Plumbing – energy conservation (part 2)

We covered the issue of structural waste in a plumbing system. We minimized the energy losses (maximized the energy efficiency) within the plumbing system. But we still will have to wait for hot water, although it may only be for a few seconds. This is where behavioral waste comes into play.

Managing behavioral waste

What exactly is behavioral waste? Say you want to take a shower. You turn on the tap and get distracted while waiting for hot water (you check your e-mail, make a phone call, you name it). Before you know it, too much water and too much thermal energy went down the drain (pun intended).

There is a quick fix for this scenario, the ladybug shower head adaptor, a product by Evolve.

It appears that behavioral waste is primarily driven by the amount of time we have to wait for hot water. The shorter the time-to-tap, the lower the potential for behavioral waste.

Here are the strategies we have covered so far that result in a reasonable time-to-tap:

  1. Compact and efficient layout of the plumbing system: Keep the pipe runs as short as possible.
  2. Material choice: If possible, use tubing with the least potential for initial heat loss.
  3. Pipe insulation: deliver hot water effectively to the point of use.
  4. Pipe sizes: minimize the tubing size and thus the volume of water in the plumbing system.

(Almost) instant hot water

If, despite these strategies, you still have to wait too long for hot water, or you cannot implement some of the strategies, you may want to look into an instant hot water solution.

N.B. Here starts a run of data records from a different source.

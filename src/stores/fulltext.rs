//! Full-text index over business objects.
//!
//! One text blob per object. A search matches objects whose text contains
//! every query word, case-insensitively.

use rusqlite::named_params;

use crate::clock::Clock;
use crate::errors::Result;
use crate::query::{Comparator, Predicate, QuerySpec, SortDirection};
use crate::reference::{ObjectGroup, TaggedRef};
use crate::storage::Database;
use crate::transactions::TxHandle;
use crate::uid::UniqueId;

const TABLE: &str = "fulltext_entries";

pub struct FullTextIndex<'a> {
    db: &'a Database,
    clock: &'a dyn Clock,
}

impl<'a> FullTextIndex<'a> {
    pub fn new(db: &'a Database, clock: &'a dyn Clock) -> Self {
        Self { db, clock }
    }

    /// Set the indexed text of `target`, replacing any previous text.
    pub fn replace(&self, handle: TxHandle, target: &TaggedRef, content: &str) -> Result<()> {
        let now = self.clock.now_millis();
        self.db.with_connection(handle, |conn| {
            conn.execute(
                "INSERT INTO fulltext_entries (obj_uid, obj_group, obj_type, content, updated_at)
                 VALUES (:uid, :group, :type, :content, :now)
                 ON CONFLICT(obj_uid) DO UPDATE SET
                     obj_group = excluded.obj_group,
                     obj_type = excluded.obj_type,
                     content = excluded.content,
                     updated_at = excluded.updated_at",
                named_params! {
                    ":uid": target.uid,
                    ":group": target.group,
                    ":type": target.type_name,
                    ":content": content.to_lowercase(),
                    ":now": now,
                },
            )?;
            Ok(())
        })
    }

    pub fn remove(&self, handle: TxHandle, target: &TaggedRef) -> Result<bool> {
        let removed = self.db.execute(
            handle,
            "DELETE FROM fulltext_entries WHERE obj_uid = :uid",
            named_params! { ":uid": target.uid },
        )?;
        Ok(removed > 0)
    }

    /// Objects whose text contains every whitespace-separated word of `text`.
    pub fn search(&self, text: &str) -> Result<Vec<TaggedRef>> {
        let mut spec = QuerySpec::new(TABLE)
            .fields(["obj_uid", "obj_group", "obj_type"])
            .order_by("obj_type", SortDirection::Asc)
            .order_by("obj_uid", SortDirection::Asc);
        for word in text.split_whitespace() {
            let pattern = format!("%{}%", word.to_lowercase());
            spec.push_predicate(Predicate::new("content", Comparator::Like, pattern));
        }
        if spec.predicates.is_empty() {
            return Ok(Vec::new());
        }

        let rows = self.db.query(TxHandle::NONE, &spec.compile()?)?;
        rows.iter()
            .map(|row| {
                Ok(TaggedRef::new(
                    row.get::<ObjectGroup>("obj_group")?,
                    row.get::<String>("obj_type")?,
                    row.get::<UniqueId>("obj_uid")?,
                ))
            })
            .collect()
    }
}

Metlund has a system on the market that meets our water and energy conservation goals.

It is a small circulation pump that is installed at the farthest fixture in the system. The pump is activated with a push button, upon which it begins to draw water from the hot water line. The pump turns off the moment is senses a slight temperature rise in the water temperature.

The cold water the pump has drawn until now is either pushed into a dedicated return line to the hot water storage tank or pushed into the cold water line, thus no water is wasted.

Because the pump is located at the farthest fixture in the system, all other fixtures located along the branch will get primed with hot water up to the twigs. The water volume in the twigs is so small that hot water should arrive within one cup (see also table in previous post) – or almost instantly.

We are seriously considering to try the Metlund system. It would improve our overall water and energy conservation. Those savings will at one point pay for the equipment.

About Marcus de la fleur

Marcus is a Registered Landscape Architect with a horticultural degree from the School of Horticulture at the Royal Botanic Gardens, Kew, and a Masters in Landscape Architecture from the University of Sheffield, UK. He developed a landscape based sustainable pilot project at 168 Elm Ave. in 2002, and has expanded his skill set to building science. Starting in 2009, Marcus applied the newly acquired expertise to the deep energy retrofit of his 100+ year old home in Chicago.

1 thought on “Plumbing – energy conservation (part 2)

  1. My personal solution to the problem of wasting water while waiting for hot water is twofold: running water at a trickle instead of full-force, and using a bucket to catch that trickle until the water is hot. I then use that water (less than 1 gallon per day) for watering plants or rinsing down the shower/tub after use to minimize later scrubbing. It’s not a universal solution, but it helps reduce our water waste.